Information given ▸
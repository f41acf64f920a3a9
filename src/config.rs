//! Configuration module.
//!
//! This module defines the command-line interface (CLI) for the linker using
//! `clap`. Backend-specific flags are not parsed here; they travel to the
//! selected backend inside `args` untouched.

use clap::Parser;

/// A multi-format linker front end.
///
/// Dispatches a command line to one of the format backends (ELF, COFF,
/// Mach-O, WebAssembly, MinGW). The flavor comes from `--flavor`, the
/// program name, or a leading `-flavor` pair inside the arguments.
#[derive(Parser, Debug)]
#[command(author, version, about, long_about = None)]
pub struct Config {
    /// Backend flavor (gnu, link, darwin, wasm)
    #[arg(long, help = "Select the backend flavor explicitly")]
    pub flavor: Option<String>,

    /// Log level (error, warn, info, debug, trace)
    #[arg(long, default_value = "warn", help = "Set the logging level")]
    pub log_level: String,

    /// Backend arguments and input files
    #[arg(allow_hyphen_values = true, num_args = 0..)]
    pub args: Vec<String>,
}
//! The ELF backend.

use std::io::Write;

use object::BinaryFormat;

use crate::link::{self, parse_gnu_args};

/// Links ELF inputs driven by a GNU-style command line.
pub fn link(args: &[String], can_exit_early: bool, diag: &mut dyn Write) -> bool {
    let request = parse_gnu_args(args, BinaryFormat::Elf, "a.out");
    link::run(request, can_exit_early, diag)
}
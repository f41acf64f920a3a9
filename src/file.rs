//! The input file interface.
//!
//! A `File` is anything that can be parsed into atoms. Parsing is memoized:
//! however many threads call `parse()`, `do_parse()` runs at most once, and
//! a failed parse is cached so every later call reports the same error
//! without touching the bytes again. Implementors store a `ParseOnce` and
//! supply `do_parse`; the trait's provided methods do the rest.
//!
//! Before a successful parse (and forever after a failed one) the atom
//! accessors return shared empty slices, so callers never branch on parse
//! state just to iterate.

use once_cell::sync::OnceCell;

use crate::atom::{AbsoluteAtomId, DefinedAtomId, SharedLibraryAtomId, UndefinedAtomId};
use crate::error::LinkError;

pub static NO_DEFINED_ATOMS: &[DefinedAtomId] = &[];
pub static NO_UNDEFINED_ATOMS: &[UndefinedAtomId] = &[];
pub static NO_SHARED_LIBRARY_ATOMS: &[SharedLibraryAtomId] = &[];
pub static NO_ABSOLUTE_ATOMS: &[AbsoluteAtomId] = &[];

/// What a file turned out to be once parsed.
#[derive(Clone, Copy, PartialEq, Eq, Debug, Default)]
pub enum FileKind {
    #[default]
    Object,
    SharedLibrary,
    /// Linker-generated, not read from disk.
    Synthetic,
}

impl std::fmt::Display for FileKind {
    fn fmt(&self, f: &mut std::fmt::Formatter<'_>) -> std::fmt::Result {
        let s = match self {
            FileKind::Object => "object",
            FileKind::SharedLibrary => "shared library",
            FileKind::Synthetic => "synthetic",
        };
        f.write_str(s)
    }
}

/// Atoms produced by one successful parse.
#[derive(Clone, Debug, Default)]
pub struct AtomSet {
    pub source: FileKind,
    pub defined: Vec<DefinedAtomId>,
    pub undefined: Vec<UndefinedAtomId>,
    pub shared_library: Vec<SharedLibraryAtomId>,
    pub absolute: Vec<AbsoluteAtomId>,
}

/// Memoization cell for a file's parse outcome.
///
/// The winning `do_parse` call populates the cell; concurrent callers block
/// until it finishes and then observe the identical outcome.
#[derive(Default)]
pub struct ParseOnce {
    cell: OnceCell<Result<AtomSet, LinkError>>,
}

impl ParseOnce {
    pub fn new() -> Self {
        Self::default()
    }

    pub fn parse_with(
        &self,
        do_parse: impl FnOnce() -> Result<AtomSet, LinkError>,
    ) -> Result<(), LinkError> {
        match self.cell.get_or_init(do_parse) {
            Ok(_) => Ok(()),
            Err(e) => Err(e.clone()),
        }
    }

    pub fn is_parsed(&self) -> bool {
        self.cell.get().is_some()
    }

    pub fn kind(&self) -> FileKind {
        self.atoms().map_or(FileKind::Object, |s| s.source)
    }

    fn atoms(&self) -> Option<&AtomSet> {
        match self.cell.get() {
            Some(Ok(set)) => Some(set),
            _ => None,
        }
    }

    pub fn defined(&self) -> &[DefinedAtomId] {
        self.atoms().map_or(NO_DEFINED_ATOMS, |s| &s.defined)
    }

    pub fn undefined(&self) -> &[UndefinedAtomId] {
        self.atoms().map_or(NO_UNDEFINED_ATOMS, |s| &s.undefined)
    }

    pub fn shared_library(&self) -> &[SharedLibraryAtomId] {
        self.atoms().map_or(NO_SHARED_LIBRARY_ATOMS, |s| &s.shared_library)
    }

    pub fn absolute(&self) -> &[AbsoluteAtomId] {
        self.atoms().map_or(NO_ABSOLUTE_ATOMS, |s| &s.absolute)
    }
}

/// An input to the link.
///
/// `do_parse` is the only method that examines bytes; everything else must
/// be callable before, during, and after parsing.
pub trait File: Send + Sync {
    /// Display name for diagnostics, e.g. `libfoo.a(bar.o)`.
    fn name(&self) -> &str;

    /// Position of this file on the command line, counted across archive
    /// expansion.
    fn ordinal(&self) -> u32;

    fn parse_state(&self) -> &ParseOnce;

    /// Reads the file and produces its atoms. Called at most once; callers
    /// go through `parse()`.
    fn do_parse(&self) -> Result<AtomSet, LinkError>;

    /// Parses the file if it has not been parsed yet.
    fn parse(&self) -> Result<(), LinkError> {
        self.parse_state().parse_with(|| self.do_parse())
    }

    /// `Object` until a successful parse says otherwise.
    fn kind(&self) -> FileKind {
        self.parse_state().kind()
    }

    fn defined_atoms(&self) -> &[DefinedAtomId] {
        self.parse_state().defined()
    }

    fn undefined_atoms(&self) -> &[UndefinedAtomId] {
        self.parse_state().undefined()
    }

    fn shared_library_atoms(&self) -> &[SharedLibraryAtomId] {
        self.parse_state().shared_library()
    }

    fn absolute_atoms(&self) -> &[AbsoluteAtomId] {
        self.parse_state().absolute()
    }
}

Your instructions ▸ Nothing is to be left out, and every entry is to be transcribed exactly.

Answer section ▸
repository f41acf64f920a3a9
filename src/config.rs
//! Configuration module.
//!
//! This module defines the command-line interface (CLI) for the linker using
//! `clap`. Backend-specific flags are not parsed here; they travel to the
//! selected backend inside `args` untouched.

use clap::Parser;

/// A multi-format linker front end.
///
/// Dispatches a command line to one of the format backends (ELF, COFF,
/// Mach-O, WebAssembly, MinGW). The flavor comes from `--flavor`, the
/// program name, or a leading `-flavor` pair inside the arguments.
#[derive(Parser, Debug)]
#[command(author, version, about, long_about = None)]
pub struct Config {
    /// Backend flavor (gnu, link, darwin, wasm)
    #[arg(long, help = "Select the backend flavor explicitly")]
    pub flavor: Option<String>,

    /// Log level (error, warn, info, debug, trace)
    #[arg(long, default_value = "warn", help = "Set the logging level")]
    pub log_level: String,

    /// Backend arguments and input files
    #[arg(allow_hyphen_values = true, num_args = 0..)]
    pub args: Vec<String>,
}
//! The ELF backend.

use std::io::Write;

use object::BinaryFormat;

use crate::link::{self, parse_gnu_args};

/// Links ELF inputs driven by a GNU-style command line.
pub fn link(args: &[String], can_exit_early: bool, diag: &mut dyn Write) -> bool {
    let request = parse_gnu_args(args, BinaryFormat::Elf, "a.out");
    link::run(request, can_exit_early, diag)
}
repository f41acf64f920a3a9
filename src/file.rs
//! The input file interface.
//!
//! A `File` is anything that can be parsed into atoms. Parsing is memoized:
//! however many threads call `parse()`, `do_parse()` runs at most once, and
//! a failed parse is cached so every later call reports the same error
//! without touching the bytes again. Implementors store a `ParseOnce` and
//! supply `do_parse`; the trait's provided methods do the rest.
//!
//! Before a successful parse (and forever after a failed one) the atom
//! accessors return shared empty slices, so callers never branch on parse
//! state just to iterate.

use once_cell::sync::OnceCell;

use crate::atom::{AbsoluteAtomId, DefinedAtomId, SharedLibraryAtomId, UndefinedAtomId};
use crate::error::LinkError;

pub static NO_DEFINED_ATOMS: &[DefinedAtomId] = &[];
pub static NO_UNDEFINED_ATOMS: &[UndefinedAtomId] = &[];
pub static NO_SHARED_LIBRARY_ATOMS: &[SharedLibraryAtomId] = &[];
pub static NO_ABSOLUTE_ATOMS: &[AbsoluteAtomId] = &[];

/// What a file turned out to be once parsed.
#[derive(Clone, Copy, PartialEq, Eq, Debug, Default)]
pub enum FileKind {
    #[default]
    Object,
    SharedLibrary,
    /// Linker-generated, not read from disk.
    Synthetic,
}

impl std::fmt::Display for FileKind {
    fn fmt(&self, f: &mut std::fmt::Formatter<'_>) -> std::fmt::Result {
        let s = match self {
            FileKind::Object => "object",
            FileKind::SharedLibrary => "shared library",
            FileKind::Synthetic => "synthetic",
        };
        f.write_str(s)
    }
}

/// Atoms produced by one successful parse.
#[derive(Clone, Debug, Default)]
pub struct AtomSet {
    pub source: FileKind,
    pub defined: Vec<DefinedAtomId>,
    pub undefined: Vec<UndefinedAtomId>,
    pub shared_library: Vec<SharedLibraryAtomId>,
    pub absolute: Vec<AbsoluteAtomId>,
}

/// Memoization cell for a file's parse outcome.
///
/// The winning `do_parse` call populates the cell; concurrent callers block
/// until it finishes and then observe the identical outcome.
#[derive(Default)]
pub struct ParseOnce {
    cell: OnceCell<Result<AtomSet, LinkError>>,
}

impl ParseOnce {
    pub fn new() -> Self {
        Self::default()
    }

    pub fn parse_with(
        &self,
        do_parse: impl FnOnce() -> Result<AtomSet, LinkError>,
    ) -> Result<(), LinkError> {
        match self.cell.get_or_init(do_parse) {
            Ok(_) => Ok(()),
            Err(e) => Err(e.clone()),
        }
    }

    pub fn is_parsed(&self) -> bool {
        self.cell.get().is_some()
    }

    pub fn kind(&self) -> FileKind {
        self.atoms().map_or(FileKind::Object, |s| s.source)
    }

    fn atoms(&self) -> Option<&AtomSet> {
        match self.cell.get() {
            Some(Ok(set)) => Some(set),
            _ => None,
        }
    }

    pub fn defined(&self) -> &[DefinedAtomId] {
        self.atoms().map_or(NO_DEFINED_ATOMS, |s| &s.defined)
    }

    pub fn undefined(&self) -> &[UndefinedAtomId] {
        self.atoms().map_or(NO_UNDEFINED_ATOMS, |s| &s.undefined)
    }

    pub fn shared_library(&self) -> &[SharedLibraryAtomId] {
        self.atoms().map_or(NO_SHARED_LIBRARY_ATOMS, |s| &s.shared_library)
    }

    pub fn absolute(&self) -> &[AbsoluteAtomId] {
        self.atoms().map_or(NO_ABSOLUTE_ATOMS, |s| &s.absolute)
    }
}

/// An input to the link.
///
/// `do_parse` is the only method that examines bytes; everything else must
/// be callable before, during, and after parsing.
pub trait File: Send + Sync {
    /// Display name for diagnostics, e.g. `libfoo.a(bar.o)`.
    fn name(&self) -> &str;

    /// Position of this file on the command line, counted across archive
    /// expansion.
    fn ordinal(&self) -> u32;

    fn parse_state(&self) -> &ParseOnce;

    /// Reads the file and produces its atoms. Called at most once; callers
    /// go through `parse()`.
    fn do_parse(&self) -> Result<AtomSet, LinkError>;

    /// Parses the file if it has not been parsed yet.
    fn parse(&self) -> Result<(), LinkError> {
        self.parse_state().parse_with(|| self.do_parse())
    }

    /// `Object` until a successful parse says otherwise.
    fn kind(&self) -> FileKind {
        self.parse_state().kind()
    }

    fn defined_atoms(&self) -> &[DefinedAtomId] {
        self.parse_state().defined()
    }

    fn undefined_atoms(&self) -> &[UndefinedAtomId] {
        self.parse_state().undefined()
    }

    fn shared_library_atoms(&self) -> &[SharedLibraryAtomId] {
        self.parse_state().shared_library()
    }

    fn absolute_atoms(&self) -> &[AbsoluteAtomId] {
        self.parse_state().absolute()
    }
}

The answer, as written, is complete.